Task objective:
Would you retype each of the records exactly as shown?

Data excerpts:
//! Loan request workflow handlers

use axum::{
    extract::{Path, Query, State},
    http::StatusCode,
    Extension, Json,
};
use validator::Validate;

use core_kernel::LoanRequestId;
use domain_lending::{ActionInput, Actor, LoanRequest};

use super::ensure_visible;
use crate::dto::requests::*;
use crate::{error::ApiError, AppState};

/// Submits a new loan request for the authenticated customer
pub async fn submit_request(
    State(state): State<AppState>,
    Extension(actor): Extension<Actor>,
    Json(body): Json<SubmitRequest>,
) -> Result<(StatusCode, Json<LoanRequest>), ApiError> {
    body.validate()?;
    let request = state.engine.submit(&actor, body.into_domain(actor.id)).await?;
    Ok((StatusCode::CREATED, Json(request)))
}

/// Lists the requests visible to the caller
pub async fn list_requests(
    State(state): State<AppState>,
    Extension(actor): Extension<Actor>,
    Query(query): Query<ListRequestsQuery>,
) -> Result<Json<Vec<LoanRequest>>, ApiError> {
    query.validate()?;
    let requests = state.engine.list_requests(&actor, query.into()).await?;
    Ok(Json(requests))
}

/// Gets a request by ID
pub async fn get_request(
    State(state): State<AppState>,
    Extension(actor): Extension<Actor>,
    Path(id): Path<LoanRequestId>,
) -> Result<Json<LoanRequest>, ApiError> {
    let request = state.engine.current_state(id).await?;
    ensure_visible(&actor, &request)?;
    Ok(Json(request))
}

/// Lists the caller's actions for the request's current status
pub async fn available_actions(
    State(state): State<AppState>,
    Extension(actor): Extension<Actor>,
    Path(id): Path<LoanRequestId>,
) -> Result<Json<ActionsResponse>, ApiError> {
    let request = state.engine.current_state(id).await?;
    ensure_visible(&actor, &request)?;

    let actions = state.engine.available_actions(id, &actor).await?;
    Ok(Json(ActionsResponse {
        request_id: id,
        status: request.status,
        actions: actions.into_iter().map(ActionView::from).collect(),
    }))
}

/// Applies a workflow action
///
/// The body is optional; actions that need input report the missing field.
pub async fn apply_action(
    State(state): State<AppState>,
    Extension(actor): Extension<Actor>,
    Path((id, action)): Path<(LoanRequestId, String)>,
    body: Option<Json<ActionInput>>,
) -> Result<Json<TransitionResponse>, ApiError> {
    let input = body.map(|Json(input)| input).unwrap_or_default();
    let outcome = state.engine.apply(id, &action, &actor, input).await?;

    Ok(Json(TransitionResponse {
        request_id: outcome.request.id,
        prior_status: outcome.prior_status,
        new_status: outcome.new_status,
        occurred_at: outcome.history_entry.timestamp,
        loan_id: outcome.loan.map(|loan| loan.id),
    }))
}

/// Gets the ordered transition history of a request
pub async fn get_history(
    State(state): State<AppState>,
    Extension(actor): Extension<Actor>,
    Path(id): Path<LoanRequestId>,
) -> Result<Json<HistoryResponse>, ApiError> {
    let request = state.engine.current_state(id).await?;
    ensure_visible(&actor, &request)?;

    let entries = state.engine.history(id).await?;
    Ok(Json(HistoryResponse { request_id: id, entries }))
}
//! Payment and checkout handlers

use axum::{
    extract::{Path, State},
    http::{HeaderMap, StatusCode},
    Extension, Json,
};
use validator::Validate;

use core_kernel::LoanId;
use domain_lending::{
    Actor, ApplyOutcome, CallbackOutcome, CheckoutOrder, CreateOrder, PaymentConfirmation, PaymentMethod, Role,
};

use super::loans::visible_loan;
use crate::dto::payments::*;
use crate::{error::ApiError, AppState};

/// Header carrying the gateway's `sha256###saltIndex` signature
pub const SIGNATURE_HEADER: &str = "X-VERIFY";

/// Records a payment received outside the gateway
///
/// Admin only. The amount must settle exactly `installment_count`
/// installments at their current amounts due. Replaying a reference returns
/// the original application with 200 instead of 201.
pub async fn record_manual_payment(
    State(state): State<AppState>,
    Extension(actor): Extension<Actor>,
    Path(loan_id): Path<LoanId>,
    Json(body): Json<ManualPaymentRequest>,
) -> Result<(StatusCode, Json<ApplyOutcome>), ApiError> {
    if actor.role != Role::Admin {
        return Err(ApiError::Forbidden("Only admins record manual payments".to_string()));
    }
    body.validate()?;
    visible_loan(&state, &actor, loan_id).await?;

    let outcome = state
        .reconciler
        .apply_payment(PaymentConfirmation {
            loan_id,
            external_reference: body.external_reference,
            amount: body.amount,
            installment_count: body.installment_count,
            method: body.method.unwrap_or(PaymentMethod::Cash),
            processed_by: actor.id,
        })
        .await?;

    let status = if outcome.is_duplicate() {
        StatusCode::OK
    } else {
        StatusCode::CREATED
    };
    Ok((status, Json(outcome)))
}

/// Opens a gateway order for the next installments of a loan
pub async fn create_order(
    State(state): State<AppState>,
    Extension(actor): Extension<Actor>,
    Path(loan_id): Path<LoanId>,
    Json(body): Json<CreateOrderRequest>,
) -> Result<(StatusCode, Json<CheckoutOrder>), ApiError> {
    body.validate()?;

    let order = state
        .checkout
        .create_order(
            &actor,
            CreateOrder {
                loan_id,
                installment_id: body.installment_id,
                installment_count: body.installment_count,
                claimed_amount: body.amount,
            },
        )
        .await?;

    Ok((StatusCode::CREATED, Json(order)))
}

/// Gateway server-to-server callback
///
/// Redeliveries are expected; the reconciler absorbs them.
pub async fn gateway_callback(
    State(state): State<AppState>,
    headers: HeaderMap,
    Json(body): Json<GatewayCallbackRequest>,
) -> Result<Json<CallbackOutcome>, ApiError> {
    let signature = headers
        .get(SIGNATURE_HEADER)
        .and_then(|value| value.to_str().ok())
        .ok_or_else(|| {
            tracing::warn!("Gateway callback without signature header");
            ApiError::SignatureInvalid(format!("missing {SIGNATURE_HEADER} header"))
        })?;
    body.validate()?;

    let outcome = state.checkout.handle_callback(&body.response, signature).await?;
    Ok(Json(outcome))
}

Answer for this exercise:
//! Loan request workflow handlers

use axum::{
    extract::{Path, Query, State},
    http::StatusCode,
    Extension, Json,
};
use validator::Validate;

use core_kernel::LoanRequestId;
use domain_lending::{ActionInput, Actor, LoanRequest};

use super::ensure_visible;
use crate::dto::requests::*;
use crate::{error::ApiError, AppState};

/// Submits a new loan request for the authenticated customer
pub async fn submit_request(
    State(state): State<AppState>,
    Extension(actor): Extension<Actor>,
    Json(body): Json<SubmitRequest>,
) -> Result<(StatusCode, Json<LoanRequest>), ApiError> {
    body.validate()?;
    let request = state.engine.submit(&actor, body.into_domain(actor.id)).await?;
    Ok((StatusCode::CREATED, Json(request)))
}

/// Lists the requests visible to the caller
pub async fn list_requests(
    State(state): State<AppState>,
    Extension(actor): Extension<Actor>,
    Query(query): Query<ListRequestsQuery>,
) -> Result<Json<Vec<LoanRequest>>, ApiError> {
    query.validate()?;
    let requests = state.engine.list_requests(&actor, query.into()).await?;
    Ok(Json(requests))
}

/// Gets a request by ID
pub async fn get_request(
    State(state): State<AppState>,
    Extension(actor): Extension<Actor>,
    Path(id): Path<LoanRequestId>,
) -> Result<Json<LoanRequest>, ApiError> {
    let request = state.engine.current_state(id).await?;
    ensure_visible(&actor, &request)?;
    Ok(Json(request))
}

/// Lists the caller's actions for the request's current status
pub async fn available_actions(
    State(state): State<AppState>,
    Extension(actor): Extension<Actor>,
    Path(id): Path<LoanRequestId>,
) -> Result<Json<ActionsResponse>, ApiError> {
    let request = state.engine.current_state(id).await?;
    ensure_visible(&actor, &request)?;

    let actions = state.engine.available_actions(id, &actor).await?;
    Ok(Json(ActionsResponse {
        request_id: id,
        status: request.status,
        actions: actions.into_iter().map(ActionView::from).collect(),
    }))
}

/// Applies a workflow action
///
/// The body is optional; actions that need input report the missing field.
pub async fn apply_action(
    State(state): State<AppState>,
    Extension(actor): Extension<Actor>,
    Path((id, action)): Path<(LoanRequestId, String)>,
    body: Option<Json<ActionInput>>,
) -> Result<Json<TransitionResponse>, ApiError> {
    let input = body.map(|Json(input)| input).unwrap_or_default();
    let outcome = state.engine.apply(id, &action, &actor, input).await?;

    Ok(Json(TransitionResponse {
        request_id: outcome.request.id,
        prior_status: outcome.prior_status,
        new_status: outcome.new_status,
        occurred_at: outcome.history_entry.timestamp,
        loan_id: outcome.loan.map(|loan| loan.id),
    }))
}

/// Gets the ordered transition history of a request
pub async fn get_history(
    State(state): State<AppState>,
    Extension(actor): Extension<Actor>,
    Path(id): Path<LoanRequestId>,
) -> Result<Json<HistoryResponse>, ApiError> {
    let request = state.engine.current_state(id).await?;
    ensure_visible(&actor, &request)?;

    let entries = state.engine.history(id).await?;
    Ok(Json(HistoryResponse { request_id: id, entries }))
}
//! Payment and checkout handlers

use axum::{
    extract::{Path, State},
    http::{HeaderMap, StatusCode},
    Extension, Json,
};
use validator::Validate;

use core_kernel::LoanId;
use domain_lending::{
    Actor, ApplyOutcome, CallbackOutcome, CheckoutOrder, CreateOrder, PaymentConfirmation, PaymentMethod, Role,
};

use super::loans::visible_loan;
use crate::dto::payments::*;
use crate::{error::ApiError, AppState};

/// Header carrying the gateway's `sha256###saltIndex` signature
pub const SIGNATURE_HEADER: &str = "X-VERIFY";

/// Records a payment received outside the gateway
///
/// Admin only. The amount must settle exactly `installment_count`
/// installments at their current amounts due. Replaying a reference returns
/// the original application with 200 instead of 201.
pub async fn record_manual_payment(
    State(state): State<AppState>,
    Extension(actor): Extension<Actor>,
    Path(loan_id): Path<LoanId>,
    Json(body): Json<ManualPaymentRequest>,
) -> Result<(StatusCode, Json<ApplyOutcome>), ApiError> {
    if actor.role != Role::Admin {
        return Err(ApiError::Forbidden("Only admins record manual payments".to_string()));
    }
    body.validate()?;
    visible_loan(&state, &actor, loan_id).await?;

    let outcome = state
        .reconciler
        .apply_payment(PaymentConfirmation {
            loan_id,
            external_reference: body.external_reference,
            amount: body.amount,
            installment_count: body.installment_count,
            method: body.method.unwrap_or(PaymentMethod::Cash),
            processed_by: actor.id,
        })
        .await?;

    let status = if outcome.is_duplicate() {
        StatusCode::OK
    } else {
        StatusCode::CREATED
    };
    Ok((status, Json(outcome)))
}

/// Opens a gateway order for the next installments of a loan
pub async fn create_order(
    State(state): State<AppState>,
    Extension(actor): Extension<Actor>,
    Path(loan_id): Path<LoanId>,
    Json(body): Json<CreateOrderRequest>,
) -> Result<(StatusCode, Json<CheckoutOrder>), ApiError> {
    body.validate()?;

    let order = state
        .checkout
        .create_order(
            &actor,
            CreateOrder {
                loan_id,
                installment_id: body.installment_id,
                installment_count: body.installment_count,
                claimed_amount: body.amount,
            },
        )
        .await?;

    Ok((StatusCode::CREATED, Json(order)))
}

/// Gateway server-to-server callback
///
/// Redeliveries are expected; the reconciler absorbs them.
pub async fn gateway_callback(
    State(state): State<AppState>,
    headers: HeaderMap,
    Json(body): Json<GatewayCallbackRequest>,
) -> Result<Json<CallbackOutcome>, ApiError> {
    let signature = headers
        .get(SIGNATURE_HEADER)
        .and_then(|value| value.to_str().ok())
        .ok_or_else(|| {
            tracing::warn!("Gateway callback without signature header");
            ApiError::SignatureInvalid(format!("missing {SIGNATURE_HEADER} header"))
        })?;
    body.validate()?;

    let outcome = state.checkout.handle_callback(&body.response, signature).await?;
    Ok(Json(outcome))
}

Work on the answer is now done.